_Assigned task_
Report every line of the data where the string "palette" appears.

————————

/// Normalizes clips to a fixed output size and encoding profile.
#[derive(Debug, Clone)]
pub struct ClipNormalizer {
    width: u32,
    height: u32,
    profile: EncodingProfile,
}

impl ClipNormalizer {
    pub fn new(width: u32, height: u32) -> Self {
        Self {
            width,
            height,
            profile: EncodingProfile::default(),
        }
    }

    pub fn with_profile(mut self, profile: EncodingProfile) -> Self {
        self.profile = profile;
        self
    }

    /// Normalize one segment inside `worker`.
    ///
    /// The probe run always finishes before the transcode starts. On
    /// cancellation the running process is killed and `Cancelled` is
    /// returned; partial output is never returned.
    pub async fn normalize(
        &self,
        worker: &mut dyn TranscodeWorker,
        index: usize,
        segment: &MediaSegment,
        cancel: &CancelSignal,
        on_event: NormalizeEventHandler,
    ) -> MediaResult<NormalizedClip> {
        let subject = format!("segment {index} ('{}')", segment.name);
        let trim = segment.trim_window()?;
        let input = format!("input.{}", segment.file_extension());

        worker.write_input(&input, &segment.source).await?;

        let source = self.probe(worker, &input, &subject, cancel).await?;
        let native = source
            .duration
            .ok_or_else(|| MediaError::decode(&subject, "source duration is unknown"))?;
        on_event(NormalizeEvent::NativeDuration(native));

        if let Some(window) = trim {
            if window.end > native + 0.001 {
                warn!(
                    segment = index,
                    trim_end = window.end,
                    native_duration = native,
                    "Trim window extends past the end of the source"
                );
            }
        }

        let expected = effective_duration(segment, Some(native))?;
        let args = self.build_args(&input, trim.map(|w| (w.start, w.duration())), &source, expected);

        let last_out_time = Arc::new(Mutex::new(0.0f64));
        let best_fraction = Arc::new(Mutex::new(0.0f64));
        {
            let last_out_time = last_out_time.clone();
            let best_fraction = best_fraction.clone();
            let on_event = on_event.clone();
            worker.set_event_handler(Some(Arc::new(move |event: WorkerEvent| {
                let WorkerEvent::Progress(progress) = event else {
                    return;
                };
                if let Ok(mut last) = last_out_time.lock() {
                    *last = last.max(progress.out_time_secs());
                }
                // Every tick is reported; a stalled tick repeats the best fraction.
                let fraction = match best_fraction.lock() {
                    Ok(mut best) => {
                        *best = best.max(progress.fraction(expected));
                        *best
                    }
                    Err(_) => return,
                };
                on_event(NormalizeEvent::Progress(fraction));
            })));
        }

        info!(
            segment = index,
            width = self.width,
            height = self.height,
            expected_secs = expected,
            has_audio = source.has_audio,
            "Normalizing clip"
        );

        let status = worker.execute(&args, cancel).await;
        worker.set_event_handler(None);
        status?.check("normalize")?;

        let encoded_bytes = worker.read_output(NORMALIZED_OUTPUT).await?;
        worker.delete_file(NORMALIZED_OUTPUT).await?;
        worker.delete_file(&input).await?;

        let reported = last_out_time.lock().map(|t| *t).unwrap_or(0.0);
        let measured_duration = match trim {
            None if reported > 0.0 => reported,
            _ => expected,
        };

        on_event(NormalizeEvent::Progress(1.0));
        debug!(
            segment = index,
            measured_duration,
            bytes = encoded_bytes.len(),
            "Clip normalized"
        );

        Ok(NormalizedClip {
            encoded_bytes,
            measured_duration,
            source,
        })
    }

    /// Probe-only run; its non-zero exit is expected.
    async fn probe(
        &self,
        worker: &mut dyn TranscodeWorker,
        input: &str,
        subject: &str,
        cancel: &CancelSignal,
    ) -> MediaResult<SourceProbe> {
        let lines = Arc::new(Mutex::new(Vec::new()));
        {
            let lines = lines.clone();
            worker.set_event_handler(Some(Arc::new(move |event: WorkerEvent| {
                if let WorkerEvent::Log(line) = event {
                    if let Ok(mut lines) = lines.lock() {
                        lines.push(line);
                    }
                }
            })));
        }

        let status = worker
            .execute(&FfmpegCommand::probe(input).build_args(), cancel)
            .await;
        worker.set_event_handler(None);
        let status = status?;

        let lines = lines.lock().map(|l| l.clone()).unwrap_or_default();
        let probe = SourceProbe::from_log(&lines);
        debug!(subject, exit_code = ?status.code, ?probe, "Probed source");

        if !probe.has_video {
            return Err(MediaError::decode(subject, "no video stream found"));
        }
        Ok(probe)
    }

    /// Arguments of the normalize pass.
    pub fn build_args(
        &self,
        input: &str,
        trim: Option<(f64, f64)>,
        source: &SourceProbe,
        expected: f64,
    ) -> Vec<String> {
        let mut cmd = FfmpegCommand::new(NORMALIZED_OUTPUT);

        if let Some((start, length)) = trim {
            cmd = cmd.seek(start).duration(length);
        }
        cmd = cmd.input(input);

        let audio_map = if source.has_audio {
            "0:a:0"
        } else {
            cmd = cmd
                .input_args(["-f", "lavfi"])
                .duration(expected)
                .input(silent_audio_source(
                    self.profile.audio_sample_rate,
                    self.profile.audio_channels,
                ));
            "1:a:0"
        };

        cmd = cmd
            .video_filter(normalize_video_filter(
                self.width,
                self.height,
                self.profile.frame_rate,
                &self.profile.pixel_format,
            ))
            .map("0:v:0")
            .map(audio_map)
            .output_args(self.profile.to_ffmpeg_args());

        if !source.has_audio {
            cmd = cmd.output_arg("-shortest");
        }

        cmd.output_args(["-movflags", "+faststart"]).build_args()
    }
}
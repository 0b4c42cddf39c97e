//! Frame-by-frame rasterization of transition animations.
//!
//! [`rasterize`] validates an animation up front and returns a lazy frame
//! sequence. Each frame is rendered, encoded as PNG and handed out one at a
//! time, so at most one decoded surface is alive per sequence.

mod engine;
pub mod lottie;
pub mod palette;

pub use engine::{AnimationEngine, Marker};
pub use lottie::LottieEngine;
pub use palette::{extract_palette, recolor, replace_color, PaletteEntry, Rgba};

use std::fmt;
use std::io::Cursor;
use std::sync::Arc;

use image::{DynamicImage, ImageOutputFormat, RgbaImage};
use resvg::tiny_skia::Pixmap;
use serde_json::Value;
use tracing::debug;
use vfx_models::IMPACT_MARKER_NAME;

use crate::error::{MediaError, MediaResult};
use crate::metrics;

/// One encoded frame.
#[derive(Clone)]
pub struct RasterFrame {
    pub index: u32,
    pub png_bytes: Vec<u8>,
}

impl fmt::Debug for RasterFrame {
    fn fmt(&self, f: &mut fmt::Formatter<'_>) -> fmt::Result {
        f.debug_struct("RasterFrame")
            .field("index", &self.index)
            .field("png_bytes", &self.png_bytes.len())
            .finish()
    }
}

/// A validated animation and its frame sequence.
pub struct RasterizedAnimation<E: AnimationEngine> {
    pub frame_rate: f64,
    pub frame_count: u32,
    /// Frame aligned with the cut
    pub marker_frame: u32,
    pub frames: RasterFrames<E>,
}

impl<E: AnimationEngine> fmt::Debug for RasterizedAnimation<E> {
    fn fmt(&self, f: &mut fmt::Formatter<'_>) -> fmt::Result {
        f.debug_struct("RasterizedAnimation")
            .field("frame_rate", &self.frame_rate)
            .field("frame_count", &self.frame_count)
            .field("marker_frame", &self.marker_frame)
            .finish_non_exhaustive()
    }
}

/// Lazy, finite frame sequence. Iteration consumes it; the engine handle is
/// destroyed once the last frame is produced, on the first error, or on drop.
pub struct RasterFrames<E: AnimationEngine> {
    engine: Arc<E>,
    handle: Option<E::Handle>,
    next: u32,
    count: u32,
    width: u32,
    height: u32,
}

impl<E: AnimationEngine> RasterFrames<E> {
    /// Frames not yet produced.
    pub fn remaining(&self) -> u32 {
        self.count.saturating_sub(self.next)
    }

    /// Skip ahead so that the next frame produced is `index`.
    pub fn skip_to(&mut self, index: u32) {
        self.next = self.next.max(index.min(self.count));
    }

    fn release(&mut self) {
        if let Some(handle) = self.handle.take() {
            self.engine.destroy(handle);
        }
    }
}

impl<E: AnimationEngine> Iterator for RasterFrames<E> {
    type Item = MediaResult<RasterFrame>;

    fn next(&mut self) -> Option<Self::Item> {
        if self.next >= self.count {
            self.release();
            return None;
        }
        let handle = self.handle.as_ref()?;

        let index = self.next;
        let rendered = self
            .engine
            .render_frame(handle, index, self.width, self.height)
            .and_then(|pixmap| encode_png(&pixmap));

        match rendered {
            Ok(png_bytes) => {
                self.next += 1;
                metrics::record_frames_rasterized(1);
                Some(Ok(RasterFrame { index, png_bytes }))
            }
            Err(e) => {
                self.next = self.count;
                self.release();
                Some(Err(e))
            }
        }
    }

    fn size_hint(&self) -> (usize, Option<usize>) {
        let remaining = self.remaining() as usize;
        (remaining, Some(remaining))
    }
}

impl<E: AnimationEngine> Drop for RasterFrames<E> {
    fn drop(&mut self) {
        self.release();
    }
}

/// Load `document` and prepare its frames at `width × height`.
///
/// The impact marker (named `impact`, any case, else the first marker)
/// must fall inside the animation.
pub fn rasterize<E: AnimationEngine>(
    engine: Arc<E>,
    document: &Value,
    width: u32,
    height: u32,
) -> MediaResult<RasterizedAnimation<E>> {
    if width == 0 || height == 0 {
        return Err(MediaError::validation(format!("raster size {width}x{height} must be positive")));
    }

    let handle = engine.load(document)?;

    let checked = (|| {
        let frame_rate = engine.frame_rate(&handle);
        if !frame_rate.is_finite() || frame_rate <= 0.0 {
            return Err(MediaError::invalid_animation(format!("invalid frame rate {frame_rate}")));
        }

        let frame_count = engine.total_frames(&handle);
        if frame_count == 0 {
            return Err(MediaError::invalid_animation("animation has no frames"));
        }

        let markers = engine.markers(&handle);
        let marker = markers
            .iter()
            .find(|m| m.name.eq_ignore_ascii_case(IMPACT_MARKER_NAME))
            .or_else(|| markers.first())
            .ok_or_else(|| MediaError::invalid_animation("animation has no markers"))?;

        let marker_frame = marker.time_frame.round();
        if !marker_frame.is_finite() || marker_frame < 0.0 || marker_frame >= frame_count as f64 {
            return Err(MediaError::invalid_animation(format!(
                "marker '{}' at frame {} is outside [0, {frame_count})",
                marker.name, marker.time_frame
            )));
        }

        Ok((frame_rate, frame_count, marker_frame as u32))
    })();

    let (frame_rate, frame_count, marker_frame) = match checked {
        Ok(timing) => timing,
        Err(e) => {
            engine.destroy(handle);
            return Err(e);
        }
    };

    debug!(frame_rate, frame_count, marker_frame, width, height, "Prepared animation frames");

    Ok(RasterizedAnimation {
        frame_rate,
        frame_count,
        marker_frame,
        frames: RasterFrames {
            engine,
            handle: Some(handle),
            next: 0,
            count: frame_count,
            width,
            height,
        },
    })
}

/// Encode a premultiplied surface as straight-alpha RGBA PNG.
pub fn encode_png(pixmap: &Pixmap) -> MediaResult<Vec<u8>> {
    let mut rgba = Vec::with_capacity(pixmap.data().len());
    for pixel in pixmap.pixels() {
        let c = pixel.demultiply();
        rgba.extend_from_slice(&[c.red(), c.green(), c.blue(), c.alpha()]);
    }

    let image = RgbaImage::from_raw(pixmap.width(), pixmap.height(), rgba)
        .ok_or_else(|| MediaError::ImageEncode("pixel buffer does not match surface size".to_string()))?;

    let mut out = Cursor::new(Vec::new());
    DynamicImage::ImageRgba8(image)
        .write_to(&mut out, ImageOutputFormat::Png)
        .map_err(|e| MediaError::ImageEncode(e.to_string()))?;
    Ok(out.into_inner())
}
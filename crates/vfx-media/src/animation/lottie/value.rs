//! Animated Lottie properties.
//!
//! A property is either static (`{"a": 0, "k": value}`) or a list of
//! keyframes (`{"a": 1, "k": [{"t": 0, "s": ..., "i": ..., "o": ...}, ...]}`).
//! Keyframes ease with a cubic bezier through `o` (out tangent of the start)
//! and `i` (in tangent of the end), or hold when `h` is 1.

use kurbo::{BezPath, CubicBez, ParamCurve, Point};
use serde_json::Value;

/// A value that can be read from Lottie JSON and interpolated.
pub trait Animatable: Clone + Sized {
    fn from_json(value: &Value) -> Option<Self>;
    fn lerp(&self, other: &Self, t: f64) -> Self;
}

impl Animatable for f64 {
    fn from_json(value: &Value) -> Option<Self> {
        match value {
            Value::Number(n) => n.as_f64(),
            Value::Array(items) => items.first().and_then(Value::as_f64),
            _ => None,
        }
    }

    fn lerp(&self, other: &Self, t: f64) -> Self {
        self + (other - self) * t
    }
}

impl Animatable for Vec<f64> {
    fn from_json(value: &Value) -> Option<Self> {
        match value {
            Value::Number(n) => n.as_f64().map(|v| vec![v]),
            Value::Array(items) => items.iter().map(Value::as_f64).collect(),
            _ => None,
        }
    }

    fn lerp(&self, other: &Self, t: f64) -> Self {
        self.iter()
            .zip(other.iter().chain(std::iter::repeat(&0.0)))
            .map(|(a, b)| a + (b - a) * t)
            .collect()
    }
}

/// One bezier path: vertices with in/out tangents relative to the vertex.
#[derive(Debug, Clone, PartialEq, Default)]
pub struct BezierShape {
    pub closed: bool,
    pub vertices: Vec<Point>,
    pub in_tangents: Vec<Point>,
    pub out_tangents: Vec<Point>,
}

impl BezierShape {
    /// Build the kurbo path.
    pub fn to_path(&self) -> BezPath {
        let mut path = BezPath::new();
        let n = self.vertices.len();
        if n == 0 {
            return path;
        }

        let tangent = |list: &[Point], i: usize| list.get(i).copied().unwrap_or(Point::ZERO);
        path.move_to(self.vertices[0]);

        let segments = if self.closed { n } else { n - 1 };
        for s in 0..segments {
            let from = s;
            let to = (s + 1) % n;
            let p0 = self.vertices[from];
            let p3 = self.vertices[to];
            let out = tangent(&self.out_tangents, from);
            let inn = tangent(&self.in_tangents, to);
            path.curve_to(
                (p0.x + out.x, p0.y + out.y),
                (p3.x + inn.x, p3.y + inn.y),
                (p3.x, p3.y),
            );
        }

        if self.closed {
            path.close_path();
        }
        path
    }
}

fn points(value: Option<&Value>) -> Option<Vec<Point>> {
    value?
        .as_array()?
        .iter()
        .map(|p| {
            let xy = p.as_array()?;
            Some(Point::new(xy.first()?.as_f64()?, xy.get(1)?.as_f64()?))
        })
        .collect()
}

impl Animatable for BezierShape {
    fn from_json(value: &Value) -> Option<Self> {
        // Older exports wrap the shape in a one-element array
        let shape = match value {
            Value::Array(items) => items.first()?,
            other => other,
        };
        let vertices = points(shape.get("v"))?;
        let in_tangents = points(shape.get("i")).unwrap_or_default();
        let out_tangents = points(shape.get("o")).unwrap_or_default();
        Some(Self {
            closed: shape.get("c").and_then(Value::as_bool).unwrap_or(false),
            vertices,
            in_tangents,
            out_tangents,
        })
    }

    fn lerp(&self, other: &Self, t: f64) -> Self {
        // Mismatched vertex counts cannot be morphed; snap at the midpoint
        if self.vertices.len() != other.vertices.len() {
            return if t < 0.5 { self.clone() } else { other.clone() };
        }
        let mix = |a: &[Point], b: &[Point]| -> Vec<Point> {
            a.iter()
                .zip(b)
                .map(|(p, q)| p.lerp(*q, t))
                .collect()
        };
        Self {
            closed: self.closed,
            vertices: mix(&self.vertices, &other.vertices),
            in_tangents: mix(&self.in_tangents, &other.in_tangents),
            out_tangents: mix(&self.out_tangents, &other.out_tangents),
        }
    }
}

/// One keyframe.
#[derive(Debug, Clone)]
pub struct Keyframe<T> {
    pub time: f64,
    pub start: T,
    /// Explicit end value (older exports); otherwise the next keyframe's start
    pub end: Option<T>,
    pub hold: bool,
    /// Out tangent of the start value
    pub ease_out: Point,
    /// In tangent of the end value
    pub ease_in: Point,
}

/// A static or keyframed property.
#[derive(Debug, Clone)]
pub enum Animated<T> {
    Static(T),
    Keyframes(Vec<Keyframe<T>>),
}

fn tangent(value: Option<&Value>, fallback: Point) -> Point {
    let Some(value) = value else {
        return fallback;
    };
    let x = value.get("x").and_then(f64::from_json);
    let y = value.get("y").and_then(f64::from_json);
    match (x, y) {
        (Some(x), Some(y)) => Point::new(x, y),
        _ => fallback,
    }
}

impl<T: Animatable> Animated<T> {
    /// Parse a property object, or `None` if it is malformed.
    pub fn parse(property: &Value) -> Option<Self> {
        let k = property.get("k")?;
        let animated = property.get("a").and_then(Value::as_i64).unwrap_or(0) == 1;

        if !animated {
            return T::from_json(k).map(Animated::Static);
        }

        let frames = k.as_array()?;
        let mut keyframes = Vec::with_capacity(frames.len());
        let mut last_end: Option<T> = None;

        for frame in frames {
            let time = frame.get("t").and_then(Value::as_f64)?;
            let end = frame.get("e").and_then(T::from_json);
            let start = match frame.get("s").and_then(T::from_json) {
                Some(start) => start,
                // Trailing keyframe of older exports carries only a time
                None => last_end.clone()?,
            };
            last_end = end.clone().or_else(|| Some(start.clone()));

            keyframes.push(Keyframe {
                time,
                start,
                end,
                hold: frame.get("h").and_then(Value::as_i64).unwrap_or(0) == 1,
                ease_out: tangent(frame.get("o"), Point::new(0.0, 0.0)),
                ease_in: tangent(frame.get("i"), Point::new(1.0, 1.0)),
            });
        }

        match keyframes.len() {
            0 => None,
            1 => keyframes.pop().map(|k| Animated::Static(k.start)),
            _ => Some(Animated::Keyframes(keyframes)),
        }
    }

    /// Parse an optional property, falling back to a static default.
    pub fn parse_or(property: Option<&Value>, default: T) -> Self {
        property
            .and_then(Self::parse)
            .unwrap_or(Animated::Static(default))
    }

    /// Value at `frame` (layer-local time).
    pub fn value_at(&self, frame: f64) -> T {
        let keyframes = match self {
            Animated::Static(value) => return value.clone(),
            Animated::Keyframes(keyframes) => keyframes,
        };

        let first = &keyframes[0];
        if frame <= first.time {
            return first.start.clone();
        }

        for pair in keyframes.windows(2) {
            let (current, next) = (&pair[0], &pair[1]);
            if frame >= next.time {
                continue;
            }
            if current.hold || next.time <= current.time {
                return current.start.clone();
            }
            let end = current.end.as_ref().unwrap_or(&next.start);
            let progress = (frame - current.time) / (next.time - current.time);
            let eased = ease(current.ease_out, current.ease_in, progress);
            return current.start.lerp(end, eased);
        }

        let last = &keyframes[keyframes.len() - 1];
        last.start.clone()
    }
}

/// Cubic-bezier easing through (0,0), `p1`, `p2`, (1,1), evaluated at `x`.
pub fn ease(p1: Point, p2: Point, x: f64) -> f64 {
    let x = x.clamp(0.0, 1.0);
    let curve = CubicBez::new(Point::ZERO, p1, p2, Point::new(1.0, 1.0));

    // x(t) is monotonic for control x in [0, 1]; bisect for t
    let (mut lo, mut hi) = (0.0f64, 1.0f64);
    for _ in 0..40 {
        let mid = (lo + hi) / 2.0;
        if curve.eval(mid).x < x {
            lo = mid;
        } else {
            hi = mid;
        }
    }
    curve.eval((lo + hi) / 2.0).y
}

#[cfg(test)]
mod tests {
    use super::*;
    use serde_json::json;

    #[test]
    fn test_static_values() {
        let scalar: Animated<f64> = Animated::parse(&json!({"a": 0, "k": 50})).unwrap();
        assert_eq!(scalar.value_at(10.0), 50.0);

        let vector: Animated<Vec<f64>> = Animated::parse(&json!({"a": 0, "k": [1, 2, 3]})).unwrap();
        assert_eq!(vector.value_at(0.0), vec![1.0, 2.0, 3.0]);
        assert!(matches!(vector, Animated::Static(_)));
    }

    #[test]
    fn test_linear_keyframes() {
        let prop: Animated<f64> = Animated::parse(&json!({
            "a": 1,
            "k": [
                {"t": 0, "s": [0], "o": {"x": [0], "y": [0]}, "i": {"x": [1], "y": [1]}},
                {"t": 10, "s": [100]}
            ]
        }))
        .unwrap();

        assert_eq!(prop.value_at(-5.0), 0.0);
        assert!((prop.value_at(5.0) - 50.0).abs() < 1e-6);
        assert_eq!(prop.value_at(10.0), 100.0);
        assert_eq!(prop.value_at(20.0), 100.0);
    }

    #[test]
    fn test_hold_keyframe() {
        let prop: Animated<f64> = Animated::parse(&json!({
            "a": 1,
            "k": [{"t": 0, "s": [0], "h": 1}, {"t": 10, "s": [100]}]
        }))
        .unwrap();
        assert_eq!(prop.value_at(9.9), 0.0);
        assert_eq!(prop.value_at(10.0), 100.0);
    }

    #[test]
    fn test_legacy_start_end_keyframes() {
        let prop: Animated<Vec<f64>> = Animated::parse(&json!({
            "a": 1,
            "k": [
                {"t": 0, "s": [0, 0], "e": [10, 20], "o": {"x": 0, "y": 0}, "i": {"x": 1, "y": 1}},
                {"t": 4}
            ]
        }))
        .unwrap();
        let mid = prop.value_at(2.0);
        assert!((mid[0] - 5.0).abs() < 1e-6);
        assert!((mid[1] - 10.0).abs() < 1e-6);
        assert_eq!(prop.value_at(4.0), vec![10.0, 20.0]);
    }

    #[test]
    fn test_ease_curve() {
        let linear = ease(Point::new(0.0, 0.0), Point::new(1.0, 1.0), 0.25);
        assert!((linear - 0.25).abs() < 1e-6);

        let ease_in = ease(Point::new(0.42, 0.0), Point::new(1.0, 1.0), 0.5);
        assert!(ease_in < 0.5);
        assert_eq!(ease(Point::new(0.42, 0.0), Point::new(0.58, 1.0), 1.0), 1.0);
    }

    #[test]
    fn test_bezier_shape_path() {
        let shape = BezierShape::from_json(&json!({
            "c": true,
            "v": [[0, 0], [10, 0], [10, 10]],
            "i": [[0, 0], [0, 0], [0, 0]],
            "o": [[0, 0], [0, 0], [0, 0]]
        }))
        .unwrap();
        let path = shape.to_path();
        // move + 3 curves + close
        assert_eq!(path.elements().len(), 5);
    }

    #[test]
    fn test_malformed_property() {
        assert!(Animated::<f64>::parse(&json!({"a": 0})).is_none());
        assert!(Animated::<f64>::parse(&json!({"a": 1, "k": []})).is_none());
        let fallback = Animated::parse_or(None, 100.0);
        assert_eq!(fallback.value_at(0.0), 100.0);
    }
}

————————

_Answer to this problem_
pub mod palette;
pub use palette::{extract_palette, recolor, replace_color, PaletteEntry, Rgba};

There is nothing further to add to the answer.